Desde os anos 1980, os ecopacifistas acrescentaram o verde ao mosaico. Na década seguinte, entrou no espectro um vermelho mais carregado, com os pós-comunistas da metade oriental. Os dois volksparteien seguiam controlando, somados, mais de dois terços do eleitorado. As duas últimas eleições, porém, marcaram a entrada da Alternativa para a Alemanha (AfD), de ultradireita, parente consanguínea da variante francesa de Marine Le Pen.

Com seis tonalidades, quase um arco-íris, vermelhos e pretos mal conseguem somar maioria, e se multiplicam as opções de arranjos para coalizões de governo. O atual, encabeçado pelo social-democrata Olaf Scholz, forma com Verdes e liberais a inédita fórmula batizada de "semáforo".

 Tutti quanti

É a Itália que oferece a versão talvez mais eloquente e ruidosa da desmontagem do sistema político-partidário do pós-guerra. Nas quatro décadas até o fim da Guerra Fria, o cenário foi dominado por democratas-cristãos, à direita, e comunistas, à esquerda. Entre os dois, uma nuvem de partidos menores que dividiam entre si um terço do eleitorado. A DC conseguiu se manter no comando quase por todo o tempo, mas chefiando sucessivos governos frágeis e efêmeros que renderam ao país a fama de "Bolívia europeia".
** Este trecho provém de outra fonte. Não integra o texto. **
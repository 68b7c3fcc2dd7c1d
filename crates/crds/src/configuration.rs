//! Configuration CRD
//!
//! Renders a Talos machine configuration document from cluster parameters and
//! the secrets generated by a referenced Secrets record.

use chrono::{DateTime, Utc};
use kube::CustomResource;
use schemars::JsonSchema;
use serde::{Deserialize, Serialize};

use crate::common::{ManagedResourceSpec, ManagedSpec, ManagedStatus, ResourceStatus};
use crate::references::ResourceReference;

/// ConfigurationSpec defines the inputs of a rendered machine configuration
#[derive(CustomResource, Debug, Clone, Serialize, Deserialize, JsonSchema, Default)]
#[kube(
    group = "talos.microscaler.io",
    version = "v1alpha1",
    kind = "Configuration",
    status = "ConfigurationStatus",
    category = "talos",
    printcolumn = r#"{"name":"READY","type":"string","jsonPath":".status.conditions[?(@.type=='Ready')].status"}"#,
    printcolumn = r#"{"name":"SYNCED","type":"string","jsonPath":".status.conditions[?(@.type=='Synced')].status"}"#,
    printcolumn = r#"{"name":"ROLE","type":"string","jsonPath":".spec.machineType"}"#
)]
#[serde(rename_all = "camelCase")]
pub struct ConfigurationSpec {
    /// Node the document is rendered for; added to the API certificate SANs
    #[serde(default, skip_serializing_if = "Option::is_none")]
    pub node: Option<String>,

    /// Kubernetes cluster name (controller default when empty)
    #[serde(default)]
    pub cluster_name: String,

    /// Control plane endpoint, e.g. `https://10.0.0.5:6443` (controller default when empty)
    #[serde(default)]
    pub cluster_endpoint: String,

    /// Machine role
    pub machine_type: MachineType,

    /// Secrets record supplying the cluster PKI
    #[serde(default, skip_serializing_if = "Option::is_none")]
    pub machine_secrets_ref: Option<ResourceReference>,

    /// Talos version, selects the installer image
    #[serde(default, skip_serializing_if = "Option::is_none")]
    pub talos_version: Option<String>,

    /// Kubernetes version, selects the kubelet image
    #[serde(default, skip_serializing_if = "Option::is_none")]
    pub kubernetes_version: Option<String>,

    /// Install disk (controller default when absent)
    #[serde(default, skip_serializing_if = "Option::is_none")]
    pub install_disk: Option<String>,

    /// YAML patches merged onto the rendered document, in order
    #[serde(default, skip_serializing_if = "Vec::is_empty")]
    pub config_patches: Vec<String>,

    /// Deletion policy and connection secret target
    #[serde(flatten)]
    pub managed: ManagedResourceSpec,
}

/// Machine role
#[derive(Debug, Clone, Copy, Serialize, Deserialize, JsonSchema, Default, PartialEq, Eq, Hash)]
#[serde(rename_all = "lowercase")]
pub enum MachineType {
    /// Control plane node: carries CA keys, etcd and the service account key
    #[default]
    Controlplane,
    /// Worker node: certificates only, no CA keys
    Worker,
}

impl MachineType {
    /// Role name as used in the machine configuration document
    pub fn as_str(self) -> &'static str {
        match self {
            MachineType::Controlplane => "controlplane",
            MachineType::Worker => "worker",
        }
    }
}

/// Whether a configuration document is usable
#[derive(Debug, Clone, Copy, Serialize, Deserialize, JsonSchema, Default, PartialEq, Eq)]
pub enum DocumentState {
    /// Nothing usable yet
    #[default]
    #[serde(alias = "unset")]
    Unset,
    /// A complete document has been rendered
    #[serde(alias = "rendered")]
    Rendered,
}

/// ConfigurationStatus defines the rendered document
#[derive(Debug, Clone, Serialize, Deserialize, JsonSchema, Default, PartialEq, Eq)]
#[serde(rename_all = "camelCase")]
pub struct ConfigurationStatus {
    /// Rendered machine configuration (YAML)
    #[serde(default, skip_serializing_if = "Option::is_none")]
    pub machine_configuration: Option<String>,

    /// State of `machineConfiguration`
    #[serde(default)]
    pub document_state: DocumentState,

    /// When the document was rendered
    #[serde(default, skip_serializing_if = "Option::is_none")]
    pub generated_time: Option<DateTime<Utc>>,

    /// Digest of the inputs the document was rendered from
    #[serde(default, skip_serializing_if = "Option::is_none")]
    pub input_hash: Option<String>,

    /// Conditions and observed generation
    #[serde(flatten)]
    pub resource: ResourceStatus,
}

impl ConfigurationStatus {
    /// The rendered document, only when it is in the `Rendered` state
    pub fn rendered_document(&self) -> Option<&str> {
        match self.document_state {
            DocumentState::Rendered => self.machine_configuration.as_deref(),
            DocumentState::Unset => None,
        }
    }
}

impl ManagedSpec for ConfigurationSpec {
    fn managed(&self) -> &ManagedResourceSpec {
        &self.managed
    }
}

impl ManagedStatus for ConfigurationStatus {
    fn resource(&self) -> &ResourceStatus {
        &self.resource
    }
    fn resource_mut(&mut self) -> &mut ResourceStatus {
        &mut self.resource
    }
}
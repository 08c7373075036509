//! Integration tests for SQLite storage layer
//!
//! Tests database operations using in-memory and file-backed SQLite databases.

use chrono::{Duration, TimeZone, Utc};
use pretty_assertions::assert_eq;
use serde_json::json;
use tempfile::tempdir;

use wellness_assessment::config::DatabaseConfig;
use wellness_assessment::scoring::{calculate, Answer};
use wellness_assessment::storage::{AssessmentRecord, SqliteStorage, Storage};
use wellness_assessment::suggestions::{Suggestion, SuggestionObject};

/// Create an in-memory storage instance for testing
async fn create_test_storage() -> SqliteStorage {
    SqliteStorage::new_in_memory()
        .await
        .expect("Failed to create in-memory storage")
}

fn record(user_id: &str, option: i64) -> AssessmentRecord {
    let answers: Vec<Answer> = (0..10)
        .map(|i| Answer::new(option).with_field("questionId", format!("q{}", i + 1)))
        .collect();
    let breakdown = calculate(&answers);
    let analysis = SuggestionObject::try_from(json!({
        "summary": format!("option {}", option),
        "suggestions": ["Stretch", "Hydrate"]
    }))
    .unwrap();
    AssessmentRecord::new(user_id, answers, breakdown, vec![Suggestion::Analysis(analysis)])
}

#[cfg(test)]
mod save_tests {
    use super::*;
    use pretty_assertions::assert_eq;

    #[tokio::test]
    async fn test_save_and_read_back() {
        let storage = create_test_storage().await;
        let original = record("user-1", 4);

        storage.save(&original).await.unwrap();
        let latest = storage.find_latest_by_user("user-1").await.unwrap();

        assert_eq!(latest, Some(original));
    }

    #[tokio::test]
    async fn test_answers_keep_extra_fields() {
        let storage = create_test_storage().await;
        storage.save(&record("user-1", 2)).await.unwrap();

        let latest = storage.find_latest_by_user("user-1").await.unwrap().unwrap();
        assert_eq!(
            latest.answers[9].extra.get("questionId"),
            Some(&json!("q10"))
        );
    }

    #[tokio::test]
    async fn test_duplicate_id_is_rejected() {
        let storage = create_test_storage().await;
        let rec = record("user-1", 1);

        storage.save(&rec).await.unwrap();
        assert!(storage.save(&rec).await.is_err());
        assert_eq!(storage.count_by_user("user-1").await.unwrap(), 1);
    }

    #[tokio::test]
    async fn test_mixed_suggestions_round_trip() {
        let storage = create_test_storage().await;
        let mut rec = record("user-1", 0);
        rec.suggestions
            .push(Suggestion::Rule("Consider a gratitude journal.".to_string()));

        storage.save(&rec).await.unwrap();
        let latest = storage.find_latest_by_user("user-1").await.unwrap().unwrap();

        assert_eq!(latest.suggestions.len(), 2);
        assert!(latest.suggestions[0].as_analysis().is_some());
        assert_eq!(
            latest.suggestions[1],
            Suggestion::Rule("Consider a gratitude journal.".to_string())
        );
    }
}

#[cfg(test)]
mod latest_tests {
    use super::*;
    use pretty_assertions::assert_eq;

    #[tokio::test]
    async fn test_latest_for_unknown_user_is_none() {
        let storage = create_test_storage().await;
        storage.save(&record("someone-else", 3)).await.unwrap();

        let result = storage.find_latest_by_user("nobody").await.unwrap();
        assert!(result.is_none(), "Should return None for unknown user");
    }

    #[tokio::test]
    async fn test_latest_orders_by_created_at_not_insert_order() {
        let storage = create_test_storage().await;
        let base = Utc.with_ymd_and_hms(2024, 3, 1, 9, 0, 0).unwrap();

        let newer = record("user-1", 5).with_created_at(base + Duration::hours(2));
        let older = record("user-1", 1).with_created_at(base);

        storage.save(&newer).await.unwrap();
        storage.save(&older).await.unwrap();

        let latest = storage.find_latest_by_user("user-1").await.unwrap().unwrap();
        assert_eq!(latest.id, newer.id);
        assert_eq!(latest.total_score, 50);
    }

    #[tokio::test]
    async fn test_identical_timestamps_resolve_to_last_insert() {
        let storage = create_test_storage().await;
        let at = Utc.with_ymd_and_hms(2024, 3, 1, 9, 0, 0).unwrap();

        let first = record("user-1", 1).with_created_at(at);
        let second = record("user-1", 2).with_created_at(at);

        storage.save(&first).await.unwrap();
        storage.save(&second).await.unwrap();

        let latest = storage.find_latest_by_user("user-1").await.unwrap().unwrap();
        assert_eq!(latest.id, second.id);
    }

    #[tokio::test]
    async fn test_latest_is_scoped_per_user() {
        let storage = create_test_storage().await;
        let a = record("user-a", 1);
        let b = record("user-b", 5);

        storage.save(&a).await.unwrap();
        storage.save(&b).await.unwrap();

        assert_eq!(
            storage.find_latest_by_user("user-a").await.unwrap().map(|r| r.id),
            Some(a.id)
        );
        assert_eq!(storage.count_by_user("user-b").await.unwrap(), 1);
    }

    #[tokio::test]
    async fn test_lookup_is_idempotent() {
        let storage = create_test_storage().await;
        storage.save(&record("user-1", 3)).await.unwrap();

        let first = storage.find_latest_by_user("user-1").await.unwrap();
        let second = storage.find_latest_by_user("user-1").await.unwrap();
        assert_eq!(first, second);
        assert_eq!(storage.count_by_user("user-1").await.unwrap(), 1);
    }
}

#[cfg(test)]
mod file_tests {
    use super::*;
    use pretty_assertions::assert_eq;

    #[tokio::test]
    async fn test_records_survive_reopen() {
        let dir = tempdir().unwrap();
        let config = DatabaseConfig {
            path: dir.path().join("nested").join("assessments.db"),
            max_connections: 2,
        };

        let rec = record("user-1", 3);
        {
            let storage = SqliteStorage::new(&config).await.unwrap();
            storage.save(&rec).await.unwrap();
            storage.pool().close().await;
        }

        let reopened = SqliteStorage::new(&config).await.unwrap();
        let latest = reopened.find_latest_by_user("user-1").await.unwrap();
        assert_eq!(latest, Some(rec));
    }
}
O lendário Partido Comunista Italiano, que chegou a ser o maior da "família" fora do bloco socialista, não sobreviveu à queda do Muro de Berlim e ao fim da União Soviética. Seu sucedâneo, o Partido Democrático, é hoje o núcleo de uma centro-esquerda difusa. A Democracia Cristã sucumbiu à ofensiva anticorrupção da Operação Mãos Limpas, e seu espaço é ocupado hoje pela legenda formada pelo empresário Silvio Berlusconi.

Para complicar o quadro, cerca de metade do eleitorado se divide entre outros dois partidos que se perfilam no parlamento como fatores para viabilizar (ou torpedear) uma maioria. Com cara mais definida, uma ultradireita afinada com os similares da França e Alemanha. Mas a Itália tem o ingrediente singular do movimento "antipolítica" Cinco Estrelas. Seu fundador, o comediante Beppe Grillo, roubou a cena declarando guerra a "todos os outros". Em 2018, o 5S saiu das urnas como a legenda mais votada para o parlamento.

 Contramão

Entre os países sempre observados de fora como parâmetros de organização política, é o Reino Unido que parece exibir mais resiliência de seu sistema bipartidário de alternância no poder. Como desde antes da Segunda Guerra, a gangorra segue oscilando entre conservadores e trabalhistas.

O Parlamento britânico não ficou imune ao avanço de uma variante própria de ultradireita populista, que ali apresentou como lema a rejeição à União Europeia. A campanha resultou em plebiscito sobre o tema e os eurocéticos chegaram a despontar como alternativa para o "baião de dois".

O Brexit passou, mas a bandeira foi "roubada" pelo atual premiê, o conservador Boris Johnson. Há quem diga que ele mudou o perfil do partido centenário, mas conduziu o "divórcio" com a UE e, ao menos por ora, a velha ordem bipolar foi restabelecida.